Stored items
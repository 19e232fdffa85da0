//! Serializable summary of a counting run.
use serde::Serialize;
use std::fs;
use std::path::Path;

use anyhow::Context;

use crate::alloc::Allocator;
use crate::class::ClassParams;
use crate::counter::{RainflowCounter, State};
use crate::error::{Error, Result};
use crate::matrix::Counts;
use crate::sample::Sample;

/// One non-empty cell of the rainflow matrix.
#[derive(Debug, Clone, PartialEq, Serialize)]
pub struct MatrixCell {
    pub from: u32,
    pub to: u32,
    pub from_mean: f64,
    pub to_mean: f64,
    /// Full cycles, half cycles count as 0.5.
    pub cycles: f64,
}

#[derive(Debug, Clone, PartialEq, Serialize)]
pub struct Report {
    pub name: Option<String>,
    pub state: State,
    pub classes: ClassParams,
    pub hysteresis: f64,
    pub samples: u64,
    pub cycles: u64,
    pub pseudo_damage: f64,
    pub full_increment: Counts,
    pub residue: Vec<Sample>,
    pub matrix: Vec<MatrixCell>,
}

impl Report {
    /// Snapshot of `counter`; fails if it was never initialized.
    pub fn from_counter<A: Allocator>(name: Option<String>, counter: &RainflowCounter<A>) -> Result<Report> {
        let config = match counter.config() {
            Some(config) => config,
            None => {
                return Err(Error::InvalidState {
                    operation: "report",
                    state: counter.state(),
                })
            }
        };
        let classes = config.classes;
        let unit = counter.full_increment().max(1) as f64;
        let matrix = counter
            .matrix()
            .map(|m| {
                m.nonzero()
                    .map(|(from, to, counts)| MatrixCell {
                        from,
                        to,
                        from_mean: classes.class_mean(from),
                        to_mean: classes.class_mean(to),
                        cycles: counts as f64 / unit,
                    })
                    .collect()
            })
            .unwrap_or_default();

        Ok(Report {
            name,
            state: counter.state(),
            classes,
            hysteresis: config.hysteresis,
            samples: counter.position(),
            cycles: counter.cycles(),
            pseudo_damage: counter.pseudo_damage(),
            full_increment: counter.full_increment(),
            residue: counter.residue().to_vec(),
            matrix,
        })
    }

    /// Total of all matrix cells in full cycles.
    pub fn matrix_cycles(&self) -> f64 {
        self.matrix.iter().map(|cell| cell.cycles).sum()
    }

    pub fn to_json(&self) -> serde_json::Result<String> {
        serde_json::to_string_pretty(self)
    }

    pub fn write_json<P: AsRef<Path>>(&self, path: P) -> anyhow::Result<()> {
        let path = path.as_ref();
        let json = self.to_json()?;
        fs::write(path, json).with_context(|| format!("failed to write report {}", path.display()))
    }
}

#### [Task objective]
Could I ask you to return the records exactly and in full?

#### [Reply]
repository 19e232fdffa85da0
//! Serializable summary of a counting run.
use serde::Serialize;
use std::fs;
use std::path::Path;

use anyhow::Context;

use crate::alloc::Allocator;
use crate::class::ClassParams;
use crate::counter::{RainflowCounter, State};
use crate::error::{Error, Result};
use crate::matrix::Counts;
use crate::sample::Sample;

/// One non-empty cell of the rainflow matrix.
#[derive(Debug, Clone, PartialEq, Serialize)]
pub struct MatrixCell {
    pub from: u32,
    pub to: u32,
    pub from_mean: f64,
    pub to_mean: f64,
    /// Full cycles, half cycles count as 0.5.
    pub cycles: f64,
}

#[derive(Debug, Clone, PartialEq, Serialize)]
pub struct Report {
    pub name: Option<String>,
    pub state: State,
    pub classes: ClassParams,
    pub hysteresis: f64,
    pub samples: u64,
    pub cycles: u64,
    pub pseudo_damage: f64,
    pub full_increment: Counts,
    pub residue: Vec<Sample>,
    pub matrix: Vec<MatrixCell>,
}

impl Report {
    /// Snapshot of `counter`; fails if it was never initialized.
    pub fn from_counter<A: Allocator>(name: Option<String>, counter: &RainflowCounter<A>) -> Result<Report> {
        let config = match counter.config() {
            Some(config) => config,
            None => {
                return Err(Error::InvalidState {
                    operation: "report",
                    state: counter.state(),
                })
            }
        };
        let classes = config.classes;
        let unit = counter.full_increment().max(1) as f64;
        let matrix = counter
            .matrix()
            .map(|m| {
                m.nonzero()
                    .map(|(from, to, counts)| MatrixCell {
                        from,
                        to,
                        from_mean: classes.class_mean(from),
                        to_mean: classes.class_mean(to),
                        cycles: counts as f64 / unit,
                    })
                    .collect()
            })
            .unwrap_or_default();

        Ok(Report {
            name,
            state: counter.state(),
            classes,
            hysteresis: config.hysteresis,
            samples: counter.position(),
            cycles: counter.cycles(),
            pseudo_damage: counter.pseudo_damage(),
            full_increment: counter.full_increment(),
            residue: counter.residue().to_vec(),
            matrix,
        })
    }

    /// Total of all matrix cells in full cycles.
    pub fn matrix_cycles(&self) -> f64 {
        self.matrix.iter().map(|cell| cell.cycles).sum()
    }

    pub fn to_json(&self) -> serde_json::Result<String> {
        serde_json::to_string_pretty(self)
    }

    pub fn write_json<P: AsRef<Path>>(&self, path: P) -> anyhow::Result<()> {
        let path = path.as_ref();
        let json = self.to_json()?;
        fs::write(path, json).with_context(|| format!("failed to write report {}", path.display()))
    }
}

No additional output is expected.